• BRIEF: Please provide the entries below again, word for word.

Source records
#####

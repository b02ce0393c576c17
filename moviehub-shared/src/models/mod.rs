/// Database models for MovieHub
///
/// # Models
///
/// - `user`: Accounts, credentials and roles
/// - `movie`: The catalog, with denormalized vote counters
/// - `vote`: The vote ledger and counter reconciliation
/// - `comment`: Comments on movies
///
/// [`Stats`] aggregates entity counts for the admin dashboard.
///
/// # Example
///
/// ```no_run
/// use moviehub_shared::models::Stats;
/// use sqlx::PgPool;
///
/// # async fn example(pool: PgPool) -> Result<(), sqlx::Error> {
/// let stats = Stats::collect(&pool).await?;
/// println!("{} movies, {} votes", stats.movies, stats.votes);
/// # Ok(())
/// # }
/// ```

pub mod comment;
pub mod movie;
pub mod user;
pub mod vote;

use serde::{Deserialize, Serialize};
use sqlx::PgPool;

use comment::Comment;
use movie::Movie;
use user::User;
use vote::Vote;

/// Entity counts
#[derive(Debug, Clone, Copy, Default, PartialEq, Eq, Serialize, Deserialize)]
pub struct Stats {
    pub movies: i64,
    pub users: i64,
    pub votes: i64,
    pub comments: i64,
}

impl Stats {
    /// Counts every entity, running the four queries concurrently
    pub async fn collect(pool: &PgPool) -> Result<Self, sqlx::Error> {
        let (movies, users, votes, comments) = tokio::try_join!(
            Movie::count(pool),
            User::count(pool),
            Vote::count(pool),
            Comment::count(pool),
        )?;

        Ok(Self {
            movies,
            users,
            votes,
            comments,
        })
    }
}

#[cfg(test)]
mod tests {
    use super::*;

    #[test]
    fn test_stats_serialization() {
        let stats = Stats {
            movies: 10,
            users: 7,
            votes: 42,
            comments: 15,
        };

        let json = serde_json::to_value(stats).unwrap();
        assert_eq!(json["movies"], 10);
        assert_eq!(json["comments"], 15);
    }
}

#####

• FINAL ANSWER:
repository b02ce0393c576c17
filename moviehub-shared/src/models/mod.rs
/// Database models for MovieHub
///
/// # Models
///
/// - `user`: Accounts, credentials and roles
/// - `movie`: The catalog, with denormalized vote counters
/// - `vote`: The vote ledger and counter reconciliation
/// - `comment`: Comments on movies
///
/// [`Stats`] aggregates entity counts for the admin dashboard.
///
/// # Example
///
/// ```no_run
/// use moviehub_shared::models::Stats;
/// use sqlx::PgPool;
///
/// # async fn example(pool: PgPool) -> Result<(), sqlx::Error> {
/// let stats = Stats::collect(&pool).await?;
/// println!("{} movies, {} votes", stats.movies, stats.votes);
/// # Ok(())
/// # }
/// ```

pub mod comment;
pub mod movie;
pub mod user;
pub mod vote;

use serde::{Deserialize, Serialize};
use sqlx::PgPool;

use comment::Comment;
use movie::Movie;
use user::User;
use vote::Vote;

/// Entity counts
#[derive(Debug, Clone, Copy, Default, PartialEq, Eq, Serialize, Deserialize)]
pub struct Stats {
    pub movies: i64,
    pub users: i64,
    pub votes: i64,
    pub comments: i64,
}

impl Stats {
    /// Counts every entity, running the four queries concurrently
    pub async fn collect(pool: &PgPool) -> Result<Self, sqlx::Error> {
        let (movies, users, votes, comments) = tokio::try_join!(
            Movie::count(pool),
            User::count(pool),
            Vote::count(pool),
            Comment::count(pool),
        )?;

        Ok(Self {
            movies,
            users,
            votes,
            comments,
        })
    }
}

#[cfg(test)]
mod tests {
    use super::*;

    #[test]
    fn test_stats_serialization() {
        let stats = Stats {
            movies: 10,
            users: 7,
            votes: 42,
            comments: 15,
        };

        let json = serde_json::to_value(stats).unwrap();
        assert_eq!(json["movies"], 10);
        assert_eq!(json["comments"], 15);
    }
}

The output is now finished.